A more effective pivot is to stop trying to “fix reading” in isolation and start coaching the whole human. This strengths-based stance treats dyslexia as a processing difference rather than a personal failing, and it organizes support around access, agency, and clear, cumulative skill-building. It also leans on predictable routines, short structured literacy bursts, and micro-wins—small moments of success that grow confidence alongside skill.
Key Takeaway: The most effective dyslexia coaching pairs access with explicit, structured skill-building. Reduce unnecessary cognitive load, make directions and ideas visible and stepwise, lower copying demands, protect short literacy practice blocks, and use audio and speech tools strategically so learners can participate with dignity while decoding skills grow.

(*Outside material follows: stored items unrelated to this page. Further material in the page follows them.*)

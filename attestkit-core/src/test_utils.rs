//! Scriptable platform doubles for unit tests.

#![cfg_attr(not(feature = "software"), allow(dead_code))]

use std::collections::VecDeque;
use std::sync::atomic::{AtomicBool, AtomicU32, Ordering};
use std::sync::{Arc, Mutex};
use std::time::Duration;

use crate::config::RetryPolicy;
use crate::integrity::request_hash;
use crate::platform::{
    AttestationService, AttestationServiceError, AttestationServiceResult, DeviceStateGuard,
    IntegrityTokenProvider,
};

pub fn fast_retry() -> RetryPolicy {
    RetryPolicy {
        max_retries: 3,
        min_delay_ms: 1,
        max_delay_ms: 5,
    }
}

type FailureQueue = Arc<Mutex<VecDeque<AttestationServiceError>>>;

/// Attestation service whose next failures can be queued up front.
#[derive(Default)]
pub struct ScriptedAttestationService {
    pub prepare_calls: AtomicU32,
    pub token_calls: Arc<AtomicU32>,
    prepare_delay: Duration,
    prepare_failures: Mutex<VecDeque<AttestationServiceError>>,
    token_failures: FailureQueue,
}

impl ScriptedAttestationService {
    pub fn new() -> Self {
        Self::default()
    }

    pub fn with_prepare_delay_ms(delay_ms: u64) -> Self {
        Self {
            prepare_delay: Duration::from_millis(delay_ms),
            ..Self::default()
        }
    }

    /// The token handed out for `challenge` by a provider prepared for `cloud_project_number`.
    pub fn token(cloud_project_number: u64, challenge: &[u8]) -> Vec<u8> {
        format!("token:{cloud_project_number}:{}", request_hash(challenge)).into_bytes()
    }

    pub fn fail_prepare(&self, error: AttestationServiceError) {
        self.prepare_failures.lock().unwrap().push_back(error);
    }

    pub fn fail_token(&self, error: AttestationServiceError) {
        self.token_failures.lock().unwrap().push_back(error);
    }
}

impl AttestationService for ScriptedAttestationService {
    fn prepare(
        &self,
        cloud_project_number: u64,
    ) -> AttestationServiceResult<Arc<dyn IntegrityTokenProvider>> {
        self.prepare_calls.fetch_add(1, Ordering::SeqCst);
        std::thread::sleep(self.prepare_delay);

        if let Some(error) = self.prepare_failures.lock().unwrap().pop_front() {
            return Err(error);
        }

        Ok(Arc::new(ScriptedTokenProvider {
            cloud_project_number,
            calls: Arc::clone(&self.token_calls),
            failures: Arc::clone(&self.token_failures),
        }))
    }
}

struct ScriptedTokenProvider {
    cloud_project_number: u64,
    calls: Arc<AtomicU32>,
    failures: FailureQueue,
}

impl IntegrityTokenProvider for ScriptedTokenProvider {
    fn request_token(&self, request_hash: String) -> AttestationServiceResult<Vec<u8>> {
        self.calls.fetch_add(1, Ordering::SeqCst);

        if let Some(error) = self.failures.lock().unwrap().pop_front() {
            return Err(error);
        }

        Ok(format!("token:{}:{request_hash}", self.cloud_project_number).into_bytes())
    }
}

/// Device whose lock state can be flipped by the test.
#[derive(Default)]
pub struct ToggleDevice {
    locked: AtomicBool,
}

impl ToggleDevice {
    pub fn set_locked(&self, locked: bool) {
        self.locked.store(locked, Ordering::SeqCst);
    }
}

impl DeviceStateGuard for ToggleDevice {
    fn is_locked(&self) -> bool {
        self.locked.load(Ordering::SeqCst)
    }
}

#[cfg(feature = "software")]
pub use faulty::FaultyKeyStore;

#[cfg(feature = "software")]
mod faulty {
    use std::sync::atomic::{AtomicBool, Ordering};
    use std::sync::{Condvar, Mutex};

    use crate::platform::{KeyStore, KeyStoreError, KeyStoreResult, SecurityTier};
    use crate::software::SoftwareKeyStore;

    /// Software keystore with switchable faults.
    #[derive(Default)]
    pub struct FaultyKeyStore {
        pub inner: SoftwareKeyStore,
        pub fail_chain: AtomicBool,
        pub short_chain: AtomicBool,
        pub fail_delete: AtomicBool,
        pub fail_create: AtomicBool,
        pub fail_aliases: AtomicBool,
        pub chain_gate: Gate,
    }

    impl FaultyKeyStore {
        pub fn new() -> Self {
            Self::default()
        }
    }

    /// Blocks keystore calls on the calling thread while held.
    #[derive(Default)]
    pub struct Gate {
        held: Mutex<bool>,
        opened: Condvar,
        entered: AtomicBool,
    }

    impl Gate {
        pub fn hold(&self) {
            *self.held.lock().unwrap() = true;
        }

        pub fn release(&self) {
            *self.held.lock().unwrap() = false;
            self.opened.notify_all();
        }

        /// Whether a call has reached the gate.
        pub fn is_entered(&self) -> bool {
            self.entered.load(Ordering::SeqCst)
        }

        fn pass(&self) {
            self.entered.store(true, Ordering::SeqCst);
            let held = self.held.lock().unwrap();
            drop(self.opened.wait_while(held, |held| *held).unwrap());
        }
    }

    fn is_set(flag: &AtomicBool) -> bool {
        flag.load(Ordering::SeqCst)
    }

    impl KeyStore for FaultyKeyStore {
        fn create_key(&self, alias: String, challenge: Vec<u8>) -> KeyStoreResult<()> {
            if is_set(&self.fail_create) {
                return Err(KeyStoreError::Keystore(
                    "key generation failed".to_string(),
                ));
            }
            self.inner.create_key(alias, challenge)
        }

        fn contains_alias(&self, alias: String) -> KeyStoreResult<bool> {
            self.inner.contains_alias(alias)
        }

        fn certificate_chain(&self, alias: String) -> KeyStoreResult<Vec<Vec<u8>>> {
            self.chain_gate.pass();
            if is_set(&self.fail_chain) {
                return Err(KeyStoreError::Keystore("attestation unavailable".to_string()));
            }
            let mut chain = self.inner.certificate_chain(alias)?;
            if is_set(&self.short_chain) {
                chain.truncate(1);
            }
            Ok(chain)
        }

        fn sign(&self, alias: String, payload: Vec<u8>) -> KeyStoreResult<Vec<u8>> {
            self.inner.sign(alias, payload)
        }

        fn public_key(&self, alias: String) -> KeyStoreResult<Vec<u8>> {
            self.inner.public_key(alias)
        }

        fn delete_alias(&self, alias: String) -> KeyStoreResult<()> {
            if is_set(&self.fail_delete) {
                return Err(KeyStoreError::Keystore("keystore busy".to_string()));
            }
            self.inner.delete_alias(alias)
        }

        fn aliases(&self) -> KeyStoreResult<Vec<String>> {
            if is_set(&self.fail_aliases) {
                return Err(KeyStoreError::Keystore("keystore busy".to_string()));
            }
            self.inner.aliases()
        }

        fn security_tier(&self, alias: String) -> KeyStoreResult<SecurityTier> {
            self.inner.security_tier(alias)
        }
    }
}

What dyslexia changes in everyday learning
Many struggles that get mislabeled as laziness or disengagement make much more sense once you look underneath. For many dyslexic learners, the main bottleneck involves phonological processing, often alongside limits in memory and speed.
Put simply: dense text, long verbal directions, and rapid questioning can stack too many demands at once. When taxed systems get overloaded, learners may look “unmotivated,” even though the more accurate explanation is often overload.
This is exactly why structured literacy remains such a reliable anchor. Structured literacy helps learners build sound-pattern “mental maps,” and mapping gradually links sound, spelling, and meaning until word reading becomes more automatic.
“For the student, the knowledge that he is dyslexic is empowering … [It provides him] with self-understanding and self-awareness,” notes Sally Shaywitz. That self-understanding matters for the coach, too: once the pattern is clear, support becomes calmer, more accurate, and more respectful.
Swap 1: Use stepwise directions and visual anchors
When directions are short, sequenced, and visible, participation often improves quickly. This is one of the simplest shifts you can make—and one of the most powerful.
Many learners can hold only 2–3 steps in mind at once. If directions run long, working memory gets crowded—especially when the learner is also decoding, managing materials, and trying to stay socially composed.
Replacing long explanations with shorter steps, visuals, and oral rehearsal can participation. More specifically, stepwise instructions paired with visual cues support faster task starts, fewer requests for repetition, and more accurate work.
Visual schedules can also support follow-through. And when adults rely on brief explanations, models, and guided prompts, learners often show better accuracy and task completion.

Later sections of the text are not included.